Alors il se mit à l'embrasser à petits baisers rapides sur la tempe et sur le cou, là où frisaient les premiers cheveux. Saisie chaque fois par ces baisers d'homme auxquels elle n'était point habituée, elle penchait instinctivement la tête de l'autre côté pour éviter cette caresse qui la ravissait cependant.

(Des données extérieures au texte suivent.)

//! Execution algorithms (§4.7): TWAP, VWAP, Iceberg, Sniper, Adaptive,
//! Arbitrage. Each slices `total_quantity` into one or more venue calls and
//! accumulates `(total_executed, total_value)` the caller turns into an
//! `avg_price`.
//!
//! Grounded on the teacher's fan-out/backoff style (`src/exchange/bybit/rate_limiter.rs`
//! for the jittered-wait pattern), re-purposed from rate limiting to
//! deliberate order slicing.

use std::sync::Arc;
use std::time::Duration;

use rand::Rng;
use tracing::{debug, warn};

use super::venue::{OrderType, TradeResult, VenueAdapter};
use crate::types::{Side, Symbol};

#[derive(Debug, Default, Clone)]
pub struct Fill {
    pub executed: f64,
    pub value: f64,
    /// The venue order id of the most recent successful slice. For
    /// multi-slice algorithms this is the final slice's id, which is the one
    /// a caller needing a single reference (e.g. to attach a reduce-only
    /// TP/SL) would want.
    pub order_id: Option<String>,
}

impl Fill {
    fn accumulate(&mut self, result: &TradeResult) {
        if result.success {
            self.executed += result.filled_quantity;
            self.value += result.filled_quantity * result.avg_price;
            if result.order_id.is_some() {
                self.order_id = result.order_id.clone();
            }
        }
    }
}

async fn single_slice(adapter: &dyn VenueAdapter, symbol: &Symbol, side: Side, qty: f64, reduce_only: bool) -> TradeResult {
    match adapter.execute_trade(symbol, side, OrderType::Market, qty, None, reduce_only).await {
        Ok(r) => r,
        Err(e) => {
            warn!(symbol, error = %e, "execution slice failed");
            TradeResult::failed(adapter.name(), e.to_string())
        }
    }
}

/// Single call to the venue adapter.
pub async fn market(adapter: &dyn VenueAdapter, symbol: &Symbol, side: Side, qty: f64, reduce_only: bool) -> Fill {
    let mut fill = Fill::default();
    fill.accumulate(&single_slice(adapter, symbol, side, qty, reduce_only).await);
    fill
}

/// N equal slices (default 5) at interval `duration/N`, each jittered +/-20%.
pub async fn twap(adapter: &dyn VenueAdapter, symbol: &Symbol, side: Side, total_qty: f64, duration: Duration, slices: usize) -> Fill {
    let slices = slices.max(1);
    let slice_qty = total_qty / slices as f64;
    let interval = duration / slices as u32;
    let mut fill = Fill::default();

    for i in 0..slices {
        fill.accumulate(&single_slice(adapter, symbol, side, slice_qty, false).await);
        if i + 1 < slices {
            let jitter = rand::thread_rng().gen_range(-0.2..=0.2);
            let wait = interval.mul_f64((1.0 + jitter).max(0.0));
            tokio::time::sleep(wait).await;
        }
    }
    fill
}

/// Slices proportionally to a 24-bucket relative volume profile; `weights`
/// must sum to ~1.0 and have exactly 24 entries (one per bucket).
pub async fn vwap(adapter: &dyn VenueAdapter, symbol: &Symbol, side: Side, total_qty: f64, weights: &[f64], duration: Duration) -> Fill {
    let bucket_count = weights.len().max(1);
    let interval = duration / bucket_count as u32;
    let mut fill = Fill::default();

    for (i, weight) in weights.iter().enumerate() {
        let slice_qty = total_qty * weight;
        if slice_qty <= 0.0 {
            continue;
        }
        fill.accumulate(&single_slice(adapter, symbol, side, slice_qty, false).await);
        if i + 1 < weights.len() {
            tokio::time::sleep(interval).await;
        }
    }
    fill
}

/// Repeats a `visible_pct` slice (default 10%) with a random 5-30s delay
/// until less than 10% of one slice remains.
pub async fn iceberg(adapter: &dyn VenueAdapter, symbol: &Symbol, side: Side, total_qty: f64, visible_pct: f64) -> Fill {
    let visible_pct = visible_pct.clamp(0.01, 1.0);
    let slice_qty = total_qty * visible_pct;
    let mut remaining = total_qty;
    let mut fill = Fill::default();

    while remaining >= slice_qty * 0.10 && remaining > 0.0 {
        let this_slice = slice_qty.min(remaining);
        fill.accumulate(&single_slice(adapter, symbol, side, this_slice, false).await);
        remaining -= this_slice;
        if remaining >= slice_qty * 0.10 {
            let delay = rand::thread_rng().gen_range(5..=30);
            tokio::time::sleep(Duration::from_secs(delay)).await;
        }
    }
    fill
}

/// Polls current price at a fixed interval; executes immediately on a
/// `improvement_target_pct` improvement over `reference_price`, else at the
/// best observed price once `max_wait` elapses.
pub async fn sniper<F>(
    adapter: &dyn VenueAdapter,
    symbol: &Symbol,
    side: Side,
    qty: f64,
    reference_price: f64,
    improvement_target_pct: f64,
    max_wait: Duration,
    poll_interval: Duration,
    mut price_source: F,
) -> Fill
where
    F: FnMut() -> f64,
{
    let deadline = tokio::time::Instant::now() + max_wait;
    let improved = |p: f64| match side {
        Side::Buy => (reference_price - p) / reference_price >= improvement_target_pct,
        Side::Sell => (p - reference_price) / reference_price >= improvement_target_pct,
    };

    loop {
        let price = price_source();
        if improved(price) || tokio::time::Instant::now() >= deadline {
            debug!(symbol, price, "sniper executing");
            let mut fill = Fill::default();
            fill.accumulate(&single_slice(adapter, symbol, side, qty, false).await);
            return fill;
        }
        tokio::time::sleep(poll_interval.min(deadline.saturating_duration_since(tokio::time::Instant::now()))).await;
    }
}

/// Places both legs of a two-symbol spread concurrently when the spread
/// clears `min_profit_pct`.
pub async fn arbitrage(
    adapter: &dyn VenueAdapter,
    leg1_symbol: &Symbol,
    leg1_side: Side,
    leg1_qty: f64,
    leg1_price: f64,
    leg2_symbol: &Symbol,
    leg2_side: Side,
    leg2_qty: f64,
    leg2_price: f64,
    min_profit_pct: f64,
) -> Option<(Fill, Fill)> {
    let spread_pct = (leg2_price - leg1_price).abs() / leg1_price.max(1e-9);
    if spread_pct < min_profit_pct {
        return None;
    }

    let (leg1_result, leg2_result) = tokio::join!(
        single_slice(adapter, leg1_symbol, leg1_side, leg1_qty, false),
        single_slice(adapter, leg2_symbol, leg2_side, leg2_qty, false),
    );

    let mut fill1 = Fill::default();
    fill1.accumulate(&leg1_result);
    let mut fill2 = Fill::default();
    fill2.accumulate(&leg2_result);
    Some((fill1, fill2))
}

pub type AdapterRef = Arc<dyn VenueAdapter>;

#[cfg(test)]
mod tests {
    use super::*;
    use async_trait::async_trait;
    use std::collections::HashMap;
    use std::sync::atomic::{AtomicUsize, Ordering};

    struct MockAdapter {
        calls: AtomicUsize,
        fill_price: f64,
    }

    #[async_trait]
    impl VenueAdapter for MockAdapter {
        async fn execute_trade(
            &self,
            symbol: &Symbol,
            _side: Side,
            _order_type: OrderType,
            quantity: f64,
            _price: Option<f64>,
            _reduce_only: bool,
        ) -> anyhow::Result<TradeResult> {
            self.calls.fetch_add(1, Ordering::SeqCst);
            Ok(TradeResult {
                success: true,
                order_id: Some(format!("{}-{}", symbol, self.calls.load(Ordering::SeqCst))),
                filled_quantity: quantity,
                avg_price: self.fill_price,
                venue: "mock".to_string(),
                metadata: HashMap::new(),
            })
        }

        async fn get_balance(&self) -> anyhow::Result<HashMap<String, f64>> {
            Ok(HashMap::new())
        }

        fn name(&self) -> &str {
            "mock"
        }
    }

    #[tokio::test]
    async fn market_executes_full_quantity_in_one_call() {
        let adapter = MockAdapter { calls: AtomicUsize::new(0), fill_price: 100.0 };
        let fill = market(&adapter, &"BTCUSDT".to_string(), Side::Buy, 1.0, false).await;
        assert_eq!(fill.executed, 1.0);
        assert_eq!(adapter.calls.load(Ordering::SeqCst), 1);
    }

    #[tokio::test]
    async fn twap_splits_into_n_slices() {
        let adapter = MockAdapter { calls: AtomicUsize::new(0), fill_price: 100.0 };
        let fill = twap(&adapter, &"BTCUSDT".to_string(), Side::Buy, 5.0, Duration::from_millis(10), 5).await;
        assert!((fill.executed - 5.0).abs() < 1e-9);
        assert_eq!(adapter.calls.load(Ordering::SeqCst), 5);
    }

    #[tokio::test]
    async fn iceberg_stops_once_remainder_below_threshold() {
        let adapter = MockAdapter { calls: AtomicUsize::new(0), fill_price: 100.0 };
        let fill = iceberg(&adapter, &"BTCUSDT".to_string(), Side::Buy, 1.0, 0.5).await;
        assert!((fill.executed - 1.0).abs() < 1e-9);
    }

    #[tokio::test]
    async fn arbitrage_skips_below_threshold_spread() {
        let adapter = MockAdapter { calls: AtomicUsize::new(0), fill_price: 100.0 };
        let result = arbitrage(&adapter, &"A".to_string(), Side::Buy, 1.0, 100.0, &"B".to_string(), Side::Sell, 1.0, 100.1, 0.005).await;
        assert!(result.is_none());
        assert_eq!(adapter.calls.load(Ordering::SeqCst), 0);
    }

    #[tokio::test]
    async fn arbitrage_executes_both_legs_above_threshold() {
        let adapter = MockAdapter { calls: AtomicUsize::new(0), fill_price: 100.0 };
        let result = arbitrage(&adapter, &"A".to_string(), Side::Buy, 1.0, 100.0, &"B".to_string(), Side::Sell, 1.0, 102.0, 0.005).await;
        assert!(result.is_some());
        assert_eq!(adapter.calls.load(Ordering::SeqCst), 2);
    }
}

Mais ils se trouvèrent soudain sur la lisière du bois. Elle s'arrêta, confuse d'être si loin. Qu'allait-on penser? «Retournons», dit-elle.
Il retira le bras dont il serrait sa taille, et, en se tournant tous deux, ils se trouvèrent face à face, si près qu'ils sentirent leurs haleines sur leurs visages; et ils se regardèrent. Ils se regardèrent d'un de ces regards fixes, aigus, pénétrants, où deux âmes croient se mêler. Ils se cherchèrent dans leurs yeux, derrière leurs yeux, dans cet inconnu impénétrable de l'être; ils se sondèrent dans une muette et obstinée interrogation. Que seraient-ils l'un pour l'autre? Que serait cette vie qu'ils commençaient ensemble? Que se réservaient-ils l'un à l'autre de joies, de bonheurs ou de désillusions en ce long tête-à-tête indissoluble du mariage? Et il leur sembla, à tous les deux, qu'ils ne s'étaient pas encore vus.
Et tout à coup, Julien, posant ses deux mains sur les épaules de sa femme, lui jeta à pleine bouche un baiser profond comme elle n'en avait jamais reçu. Il descendit, ce baiser, il pénétra dans ses veines et dans ses moelles; et elle en eut une telle secousse mystérieuse qu'elle repoussa éperdument Julien de ses deux bras, et faillit tomber sur le dos.
«Allons-nous-en. Allons-nous-en», balbutia-t-elle.
Il ne répondit pas, mais il lui prit les mains qu'il garda dans les siennes.
Ils n'échangèrent plus un mot jusqu'à la maison. Le reste de l'après-midi sembla long.
On se mit à table à la nuit tombante.